Thursday, 6 September 2018

Next Steps in Mirrorless

Late Afternoon Car
D300, Sigma 10-20 f4-5.6


Here's what I think the 3 FF mirrorless makers need to do over the next 2 years.

1. Sony. Sony's concentration should be on Software and lenses. They need to fix their menus badly. Spend some time with some GOOD UI designers, fix the menu layout, improve some of the silly gotchas (like no ability to assign EVF/LCD to a button, no way to write IBIS focal length to EXIF) then release for the mkII and later bodies. That would keep the mkII's viable as less expensive bodies for a while longer.

On lenses, Sony has the clear advantage for native lenses, but lacks the large selection of DSLR lenses that Nikon and Canon can easily leverage. Sony also has the most inexpensive body options on the market with the 3 mkII A7's and the original A7 still available new. So leverage that. Give us a complete-ish consumer line by launching a FE 70-300 f4.5-6.3 (slower for smaller & cheaper) and a FE 18-35. The first should be no more than $500USD and the second should be $1-200 more expensive. That would give Sony the only reasonably complete consumer lens lineup to match their inexpensive A7 and A7mII bodies

Sony also needs to continue to build out their super-tele line. They'd do well to bring out a 300/2.8 and 600/4 with the same weight loss strategy as the new 400/2.8, and they should look closely at Nikon's 300/4 PF and 500/5.6 PF to fill the remaining gaps. But the faster lenses should be the priority for next year with the Toyko Olympics coming up in 2020.

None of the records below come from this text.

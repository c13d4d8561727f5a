//! Startup sequence for the consumer:
//! pool -> schema -> seed reconciliation -> registry -> broker connection -> subscribe.
//!
//! Every failure here is fatal; there is no useful degraded mode without a
//! schema, a registry or a broker.

use std::sync::Arc;

use anyhow::{bail, Context, Result};
use rumqttc::{AsyncClient, ConnAck, ConnectReturnCode, Event, EventLoop, MqttOptions, Packet};
use tokio::time;
use tracing::{info, warn};

use crate::{
    config::{Config, MqttConfig},
    db::{self, models::DeviceSeed, Store},
    dispatcher::Dispatcher,
    registry::TopicRegistry,
};

/// Capacity of the request channel between `AsyncClient` and the event loop.
///
/// Acks are queued from the task that polls the event loop, so the channel must
/// hold every ack of a read batch plus any reload requests queued meanwhile.
pub const CLIENT_CHANNEL_CAPACITY: usize = 256;

/// Everything the serve loop needs once startup has succeeded.
pub struct Running {
    pub store: Store,
    pub dispatcher: Arc<Dispatcher>,
    pub client: AsyncClient,
    pub eventloop: EventLoop,
}

pub async fn start(config: &Config) -> Result<Running> {
    let store = prepare_store(config).await?;

    let snapshot = TopicRegistry::load(&store)
        .await
        .context("could not load device topics")?;
    if snapshot.is_empty() {
        warn!("No active devices registered; messages will be ignored until one is added");
    }
    let registry = Arc::new(TopicRegistry::new(snapshot));

    let dispatcher = Arc::new(Dispatcher::new(
        registry,
        store.clone(),
        config.mqtt.subscribe_mode,
    ));

    let (client, eventloop, ack) = connect(&config.mqtt).await?;
    dispatcher.on_connect(&client, &ack).await?;

    Ok(Running {
        store,
        dispatcher,
        client,
        eventloop,
    })
}

/// Connect the pool, ensure the schema and reconcile configured seeds.
pub async fn prepare_store(config: &Config) -> Result<Store> {
    let pool = db::create_pool(&config.database).await?;
    let store = Store::new(pool);
    store
        .ensure_schema()
        .await
        .context("schema creation failed")?;
    reconcile_seeds(&store, &config.device_seeds).await?;
    Ok(store)
}

/// Insert seed devices that are not in the store yet. An id already taken by a
/// differently named device is a configuration conflict and fails.
pub async fn reconcile_seeds(store: &Store, seeds: &[DeviceSeed]) -> Result<u64> {
    if seeds.is_empty() {
        return Ok(0);
    }
    info!(seeds = seeds.len(), "Reconciling seed devices");
    let inserted = store
        .upsert_device_seed(seeds)
        .await
        .context("seed devices conflict with the devices table")?;
    info!(inserted, "Seed devices reconciled");
    Ok(inserted)
}

pub fn mqtt_options(config: &MqttConfig) -> MqttOptions {
    let mut options = MqttOptions::new(&config.client_id, &config.host, config.port);
    options.set_keep_alive(config.keep_alive);
    options.set_credentials(&config.username, config.password.expose());
    // Durable session: the broker queues QoS 1/2 messages while we are away.
    options.set_clean_session(false);
    // Publishes are acknowledged by the dispatcher after they are handled.
    options.set_manual_acks(true);
    options
}

/// Open the broker connection and wait, bounded by the configured timeout,
/// for the first CONNACK.
pub async fn connect(config: &MqttConfig) -> Result<(AsyncClient, EventLoop, ConnAck)> {
    info!(host = %config.host, port = config.port, client_id = %config.client_id, "Connecting to MQTT broker");
    let (client, mut eventloop) = AsyncClient::new(mqtt_options(config), CLIENT_CHANNEL_CAPACITY);

    let ack = time::timeout(config.connect_timeout, wait_for_connack(&mut eventloop))
        .await
        .with_context(|| {
            format!(
                "timed out after {:?} connecting to {}:{}",
                config.connect_timeout, config.host, config.port
            )
        })?
        .with_context(|| format!("error connecting to {}:{}", config.host, config.port))?;

    if ack.code != ConnectReturnCode::Success {
        bail!("broker refused connection: {:?}", ack.code);
    }
    Ok((client, eventloop, ack))
}

async fn wait_for_connack(eventloop: &mut EventLoop) -> Result<ConnAck, rumqttc::ConnectionError> {
    loop {
        if let Event::Incoming(Packet::ConnAck(ack)) = eventloop.poll().await? {
            return Ok(ack);
        }
    }
}

#[cfg(test)]
mod tests {
    use std::time::Duration;

    use sqlx::PgPool;

    use super::*;
    use crate::config::{Secret, SubscribeMode};

    fn mqtt_config() -> MqttConfig {
        MqttConfig {
            host: "broker.local".into(),
            port: 1883,
            username: "consumer".into(),
            password: Secret::from("s3cret"),
            client_id: "plant-telemetry-moisture".into(),
            keep_alive: Duration::from_secs(30),
            connect_timeout: Duration::from_millis(200),
            subscribe_mode: SubscribeMode::Wildcard,
        }
    }

    #[test]
    fn options_request_durable_session() {
        let options = mqtt_options(&mqtt_config());
        assert_eq!(options.client_id(), "plant-telemetry-moisture");
        assert_eq!(options.broker_address(), ("broker.local".to_owned(), 1883));
        assert_eq!(options.keep_alive(), Duration::from_secs(30));
        assert!(!options.clean_session());
        assert!(options.manual_acks());
        assert_eq!(
            options.credentials(),
            Some(("consumer".to_owned(), "s3cret".to_owned()))
        );
    }

    #[test]
    fn request_channel_outsizes_a_read_batch() {
        // rumqttc reads up to 10 packets per poll; each publish queues one ack.
        assert!(CLIENT_CHANNEL_CAPACITY >= 10 * 10);
    }

    #[tokio::test]
    async fn unreachable_broker_fails_fast() {
        let mut config = mqtt_config();
        // Reserved TEST-NET-1 address; nothing answers there.
        config.host = "192.0.2.1".into();
        let started = std::time::Instant::now();
        assert!(connect(&config).await.is_err());
        assert!(started.elapsed() < Duration::from_secs(5));
    }

    #[sqlx::test(migrations = "./migrations")]
    async fn reconcile_seeds_is_idempotent(pool: PgPool) {
        let store = Store::new(pool);
        let seeds = vec![DeviceSeed {
            id: 1,
            name: "scarlet-star-1".into(),
            topic: "plant-monitoring/living-room/scarlet-star-1/telemetry".into(),
        }];
        assert_eq!(reconcile_seeds(&store, &seeds).await.unwrap(), 1);
        assert_eq!(reconcile_seeds(&store, &seeds).await.unwrap(), 0);
        assert_eq!(reconcile_seeds(&store, &[]).await.unwrap(), 0);
    }
}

Sony's at least a couple years away from the next A7 iteration, but an improved A9mII should be due in late 2019 or early 2020, with refined AF tracking and a pair of XQD/CFExpress slots to eliminate the biggest weakness of the A9, it's poor write speed.


2. Nikon. There's two things Nikon needs here. The first is AF & battery life improvements via firmware. Even if the AF complaints from pre-production bodies turns out to be a real nothingburger, Nikon needs to add the very useful AF area functionality that's in the DSLR's but not the Z series. And Nikon needs to fix the fact that they get the worst CIPA performance from the largest battery. Also the lack of a proper vertical grip is disappointing, Sony & Canon did that right. But that's a next-body question, we're pretty much stuck with the current bodies for the next couple years. Nikon should iterate fast.

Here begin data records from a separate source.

pub mod admin;
pub mod api;
pub mod bootstrap;
pub mod config;
pub mod db;
pub mod decoder;
pub mod dispatcher;
pub mod logging;
pub mod registry;
pub mod topic;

Nikon should also leverage its long-lens weight advantage from the 300/4 PF and 500/5.6 PF and release 4 additional adapters. One should be a cheap ($100USD or less) ETZ adapter, dropping all mechanical connectivity and only supporting E lenses for full coupling and aperture ring equipped lenses for stop-down metering (and thus giving two major groups a cheaper adapter)

The other 3 should include 1.4x, 1.7x and 2x TC's integrated into the adapter, to save weight and reduce complexity for backpackers using the PF teles and Z bodies to cut weight. These also should be E only (and when a high-speed Z body arrives, these will make the current E superteles the obvious choice and reduce the need for exotic Z lenses).


3. Canon. First thing Canon needs to do is communicate. What happens to EF-M? What lenses are coming? Will there be an EOS Rs high-MP body? Nobody can tell where the R line is going given the products launched yesterday, while Nikon and Sony have some clear direction.

The next thing Canon needs is to pick a consistent set of lenses and start iterating. This should probably be prosumer lenses given the body positioning. Get a 16-35/4, a 50/1.8, a 85/1.8 IS and a 70-200/4 announced as early as possible in 2019. Right now there's no lens line, just 4 scattergun options. The biggest mistake was the 50/1.2L, it probably should have been a 50/1.4 at $600 or so, which would have been consistent with the 24-105 and 35 IS.

The third thing Canon needs to do is get decent AI Servo performance. 3fps with tracking is pathetic, inferior to the A7mII which can be had for 2/3rds the cost of an EOS R. In terms of actual performance where Nikon aimed at the mkII's and hit a triple with a scoring threat, Canon bunted and barely made it safe on first.